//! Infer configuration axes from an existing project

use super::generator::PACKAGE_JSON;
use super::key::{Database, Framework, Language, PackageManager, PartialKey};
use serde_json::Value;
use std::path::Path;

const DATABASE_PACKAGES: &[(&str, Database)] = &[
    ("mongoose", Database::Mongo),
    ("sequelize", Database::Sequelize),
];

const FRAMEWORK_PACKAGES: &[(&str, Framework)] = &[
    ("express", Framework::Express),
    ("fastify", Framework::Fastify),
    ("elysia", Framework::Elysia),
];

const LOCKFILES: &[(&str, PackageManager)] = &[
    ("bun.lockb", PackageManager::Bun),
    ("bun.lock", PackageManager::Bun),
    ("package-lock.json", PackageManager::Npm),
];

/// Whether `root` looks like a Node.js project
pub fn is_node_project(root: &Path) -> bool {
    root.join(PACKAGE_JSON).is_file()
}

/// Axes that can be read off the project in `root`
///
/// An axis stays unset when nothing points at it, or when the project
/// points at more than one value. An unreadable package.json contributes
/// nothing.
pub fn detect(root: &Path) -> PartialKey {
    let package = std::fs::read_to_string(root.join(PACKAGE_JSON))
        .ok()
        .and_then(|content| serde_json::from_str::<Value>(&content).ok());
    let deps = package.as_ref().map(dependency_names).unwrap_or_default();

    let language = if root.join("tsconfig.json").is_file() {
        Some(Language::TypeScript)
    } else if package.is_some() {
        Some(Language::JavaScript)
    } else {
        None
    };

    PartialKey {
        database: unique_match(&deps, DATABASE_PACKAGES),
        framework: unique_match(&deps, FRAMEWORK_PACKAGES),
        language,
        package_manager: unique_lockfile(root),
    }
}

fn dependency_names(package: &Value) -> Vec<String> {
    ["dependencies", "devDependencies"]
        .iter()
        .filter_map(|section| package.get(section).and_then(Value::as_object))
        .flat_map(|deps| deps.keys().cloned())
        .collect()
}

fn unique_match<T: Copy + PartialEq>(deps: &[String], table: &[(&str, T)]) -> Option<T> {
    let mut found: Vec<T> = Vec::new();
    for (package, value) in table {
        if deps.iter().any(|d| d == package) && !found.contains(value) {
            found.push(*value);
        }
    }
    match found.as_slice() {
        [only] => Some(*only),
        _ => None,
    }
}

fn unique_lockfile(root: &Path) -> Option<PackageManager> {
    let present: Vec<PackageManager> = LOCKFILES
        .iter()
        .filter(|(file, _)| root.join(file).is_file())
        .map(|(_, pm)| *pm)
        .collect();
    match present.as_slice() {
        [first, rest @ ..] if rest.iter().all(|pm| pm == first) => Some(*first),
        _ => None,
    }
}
* * *
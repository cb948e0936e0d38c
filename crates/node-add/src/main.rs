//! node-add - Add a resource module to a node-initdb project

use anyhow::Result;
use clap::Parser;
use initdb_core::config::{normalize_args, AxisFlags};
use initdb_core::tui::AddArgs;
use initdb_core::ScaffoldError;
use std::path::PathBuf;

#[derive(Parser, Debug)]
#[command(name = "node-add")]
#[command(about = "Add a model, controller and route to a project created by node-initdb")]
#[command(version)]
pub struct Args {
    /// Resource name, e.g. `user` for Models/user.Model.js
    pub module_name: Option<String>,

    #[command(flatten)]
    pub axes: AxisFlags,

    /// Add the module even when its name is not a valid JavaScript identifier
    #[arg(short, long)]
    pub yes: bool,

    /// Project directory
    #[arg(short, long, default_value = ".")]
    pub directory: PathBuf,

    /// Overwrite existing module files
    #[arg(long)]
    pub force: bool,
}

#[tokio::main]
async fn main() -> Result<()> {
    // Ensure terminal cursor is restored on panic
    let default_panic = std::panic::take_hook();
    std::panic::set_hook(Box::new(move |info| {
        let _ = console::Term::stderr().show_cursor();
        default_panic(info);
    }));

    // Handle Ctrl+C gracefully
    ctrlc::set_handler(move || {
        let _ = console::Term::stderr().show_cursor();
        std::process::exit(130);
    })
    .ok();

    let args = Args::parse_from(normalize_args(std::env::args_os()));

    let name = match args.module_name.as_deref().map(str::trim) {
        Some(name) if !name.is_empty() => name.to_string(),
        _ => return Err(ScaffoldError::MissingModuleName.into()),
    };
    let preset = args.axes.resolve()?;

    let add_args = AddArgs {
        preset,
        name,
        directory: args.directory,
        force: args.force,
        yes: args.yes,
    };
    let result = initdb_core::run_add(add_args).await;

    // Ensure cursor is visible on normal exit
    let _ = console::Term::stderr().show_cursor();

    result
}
* * *
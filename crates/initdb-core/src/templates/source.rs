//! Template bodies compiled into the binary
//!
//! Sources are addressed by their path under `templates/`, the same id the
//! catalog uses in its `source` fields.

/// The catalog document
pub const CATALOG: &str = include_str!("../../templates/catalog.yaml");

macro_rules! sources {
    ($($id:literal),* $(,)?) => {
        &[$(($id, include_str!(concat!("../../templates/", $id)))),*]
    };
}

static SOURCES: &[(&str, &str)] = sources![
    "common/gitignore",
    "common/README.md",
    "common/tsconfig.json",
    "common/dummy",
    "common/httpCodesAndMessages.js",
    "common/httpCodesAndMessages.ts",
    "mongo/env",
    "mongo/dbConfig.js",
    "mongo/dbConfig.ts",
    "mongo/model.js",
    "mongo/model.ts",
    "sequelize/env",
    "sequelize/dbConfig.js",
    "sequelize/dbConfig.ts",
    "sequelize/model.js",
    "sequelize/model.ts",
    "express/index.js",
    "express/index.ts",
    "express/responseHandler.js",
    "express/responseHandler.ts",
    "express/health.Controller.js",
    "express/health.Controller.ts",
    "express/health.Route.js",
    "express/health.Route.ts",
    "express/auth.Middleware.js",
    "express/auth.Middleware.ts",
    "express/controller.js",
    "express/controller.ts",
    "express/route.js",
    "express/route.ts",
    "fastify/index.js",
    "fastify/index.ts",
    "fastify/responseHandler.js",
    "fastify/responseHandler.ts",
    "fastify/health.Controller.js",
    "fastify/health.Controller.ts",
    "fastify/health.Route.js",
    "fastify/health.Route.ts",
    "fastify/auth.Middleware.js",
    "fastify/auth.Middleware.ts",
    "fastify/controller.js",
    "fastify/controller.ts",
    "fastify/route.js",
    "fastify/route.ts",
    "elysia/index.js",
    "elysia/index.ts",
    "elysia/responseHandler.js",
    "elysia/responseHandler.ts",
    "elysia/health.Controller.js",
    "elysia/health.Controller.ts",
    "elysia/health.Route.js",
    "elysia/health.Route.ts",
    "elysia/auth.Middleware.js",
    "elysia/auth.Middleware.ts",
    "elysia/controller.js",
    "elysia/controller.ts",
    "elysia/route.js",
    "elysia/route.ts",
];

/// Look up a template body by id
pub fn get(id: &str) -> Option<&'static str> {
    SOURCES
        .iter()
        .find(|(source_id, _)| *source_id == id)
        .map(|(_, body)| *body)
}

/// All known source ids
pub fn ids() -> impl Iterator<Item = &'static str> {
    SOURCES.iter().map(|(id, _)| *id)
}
* * *
* _TASK OBJECTIVE_:
In the entries above, find the line holding "use clap::Parser;" and the line holding "let name = match"; print both of them and every line between, exactly, and nothing else.

* _TASK ANSWER_:
use clap::Parser;
use initdb_core::config::{normalize_args, AxisFlags};
use initdb_core::tui::AddArgs;
use initdb_core::ScaffoldError;
use std::path::PathBuf;

#[derive(Parser, Debug)]
#[command(name = "node-add")]
#[command(about = "Add a model, controller and route to a project created by node-initdb")]
#[command(version)]
pub struct Args {
    /// Resource name, e.g. `user` for Models/user.Model.js
    pub module_name: Option<String>,

    #[command(flatten)]
    pub axes: AxisFlags,

    /// Add the module even when its name is not a valid JavaScript identifier
    #[arg(short, long)]
    pub yes: bool,

    /// Project directory
    #[arg(short, long, default_value = ".")]
    pub directory: PathBuf,

    /// Overwrite existing module files
    #[arg(long)]
    pub force: bool,
}

#[tokio::main]
async fn main() -> Result<()> {
    // Ensure terminal cursor is restored on panic
    let default_panic = std::panic::take_hook();
    std::panic::set_hook(Box::new(move |info| {
        let _ = console::Term::stderr().show_cursor();
        default_panic(info);
    }));

    // Handle Ctrl+C gracefully
    ctrlc::set_handler(move || {
        let _ = console::Term::stderr().show_cursor();
        std::process::exit(130);
    })
    .ok();

    let args = Args::parse_from(normalize_args(std::env::args_os()));

    let name = match args.module_name.as_deref().map(str::trim) {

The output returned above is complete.